Additionally, to assign important weights to certain risk factors thus model the *risk factor sharing* property when integrating information, we design an attention mechanism which can capture the interrelations between risk factors and their corresponding Specific EMRs content. Everytime \(BiLSTM^f\) receives a vector embedding of a risk factor (i.e., \(e_i^f\)), each \(y_\epsilon ^c\in Y^c=\{y_1^c,y_2^c,\ldots ,y_m^c\}\) will conduct the dot product operation with \(e_i^f\). Thus, the attention vector \(\alpha ^\prime\) for \(e_i^f\) is obtained as follows:

$$\begin{aligned} \alpha ^\prime =\left[ \alpha _1^\prime ,..,\alpha _i^\prime ,\ldots ,\alpha _n^\prime \right] ,\alpha _i^\prime =f\left( y_\epsilon ^c,e_i^f\right) ,1\le \epsilon \le m,1\le i\le n, \end{aligned}$$

(6)

where \(\alpha _\epsilon ^\prime\) denote the \(\epsilon\)th weight of a risk factor, and \(f\left( a,b\right)\) denotes the dot product function. But before the weighted sum operation, we need to normalize these weights using the softmax function, i.e., \(\alpha _i\) is obtained as follows:

$$\begin{aligned} \alpha _i=\frac{exp\left( \alpha _n^\prime \right) }{\sum _{i=1}^{n}exp\left( \alpha _i^\prime \right) },where\sum _{1}^{n}\alpha _i=1, \end{aligned}$$

(7)

then the vector embedding of \(r_i^f\) will be modified as:

$$\begin{aligned} \widetilde{e^f}=\sum _{i=1}^{n}\alpha _iy_\epsilon ^c, \end{aligned}$$

(8)

where \(y_\epsilon ^c\) denotes the \(\epsilon\)th item of \(Y^c\). After the attention operation (i.e., \(att_i\) in Fig. 3), \(\widetilde{e^f}\) have fused the weight information of risk factors. Then, \(BiLSTM^f\) will further learn the contextual information of \(\widetilde{e^f}\) through the calculations described in Eq. (5).
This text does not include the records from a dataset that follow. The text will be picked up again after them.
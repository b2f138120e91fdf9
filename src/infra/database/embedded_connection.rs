// Single long-lived SQLite connection shared behind an async mutex.
//
// SQLite gets exactly one connection for the whole process. Every caller
// holds the lock for the duration of its statement, so access is serialized.

use super::resilience::with_timeout;
use super::DatabaseError;
use sqlx::sqlite::{SqliteConnectOptions, SqliteConnection};
use sqlx::{ConnectOptions, Connection};
use std::path::{Path, PathBuf};
use std::time::Duration;
use tokio::sync::{MappedMutexGuard, Mutex, MutexGuard};

pub struct EmbeddedConnection {
    /// `None` once the connection has been closed.
    conn: Mutex<Option<SqliteConnection>>,
    path: PathBuf,
    acquire_timeout: Duration,
}

impl EmbeddedConnection {
    /// Open (creating if needed) the database file and its parent directory.
    pub async fn open(path: &Path, acquire_timeout: Duration) -> Result<Self, DatabaseError> {
        if let Some(parent) = path.parent().filter(|p| !p.as_os_str().is_empty()) {
            std::fs::create_dir_all(parent).map_err(|source| DatabaseError::DataDirectory {
                path: parent.to_path_buf(),
                source,
            })?;
        }

        let options = SqliteConnectOptions::new()
            .filename(path)
            .create_if_missing(true)
            .busy_timeout(acquire_timeout);

        let conn = with_timeout("open SQLite database", acquire_timeout, async {
            options
                .connect()
                .await
                .map_err(|source| DatabaseError::Connection {
                    target: path.display().to_string(),
                    source,
                })
        })
        .await?;

        tracing::info!(path = %path.display(), "Opened SQLite database");

        Ok(Self {
            conn: Mutex::new(Some(conn)),
            path: path.to_path_buf(),
            acquire_timeout,
        })
    }

    /// Take the lock on the shared connection.
    ///
    /// Waits at most `acquire_timeout` for the current holder to finish.
    pub async fn acquire(&self) -> Result<MappedMutexGuard<'_, SqliteConnection>, DatabaseError> {
        let guard = with_timeout("wait for SQLite connection", self.acquire_timeout, async {
            Ok(self.conn.lock().await)
        })
        .await?;

        MutexGuard::try_map(guard, |slot| slot.as_mut()).map_err(|_| DatabaseError::Closed)
    }

    /// Wait for the in-flight statement (if any), then close the connection.
    pub async fn close(&self) {
        let mut slot = self.conn.lock().await;
        let Some(conn) = slot.take() else {
            return;
        };

        match conn.close().await {
            Ok(()) => tracing::info!(path = %self.path.display(), "Closed SQLite database"),
            Err(e) => tracing::warn!(
                path = %self.path.display(),
                "Error while closing SQLite database: {}",
                e
            ),
        }
    }
}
*Prediction Layer* As a result, we take the final hidden layer states of \(BiLSTM^f\) (i.e., \(y_o\)) as the final output, and redefine it as \(Z\in R^D\). Here, *Z* is exactly the ultimate representation of input EMR text *T*. After that, we feed *Z* into a fully-connected neural network to get an output vector \(O\in R^K\) (*K* is the number of classes, i.e., \(K=\left| U\right|\)):

$$\begin{aligned} O=sigmoid\left( Z\times W\right) , \end{aligned}$$

(9)

where \(W\in R^{D\times K}\) is the weight matrix for dimension transformation, and \(sigmoid\left( \cdot \right)\) is a non-linear activation function. Finally, we apply a softmax layer to map each value in *O* to conditional probability and realize the prediction as follows:

$$\begin{aligned} P=argmax\left( softmax\left( O\right) \right) , \end{aligned}$$

(10)

*Model Training* Since what we are trying to solve is a prediction task, we follow the work in [15] to apply the cross-entropy loss function to train our model, and the goal is to minimize the following *Loss*:

$$\begin{aligned} Loss=-\sum _{T\in C o r p u s}\sum _{i=1}^{K}{p_i\left( T\right) logp_i\left( T\right) }. \end{aligned}$$

(11)

where *T* is the input EMR text, *Corpus* denotes the training corpus and *K* is the number of classes. In the training process, we apply *Adagrad* as optimizer to update the parameters of RFAB, including *W* and all parameters (weights and biases) in each BiLSTM. To avoid the overfitting problem, we apply the dropout mechanism at the end of the embedding layer.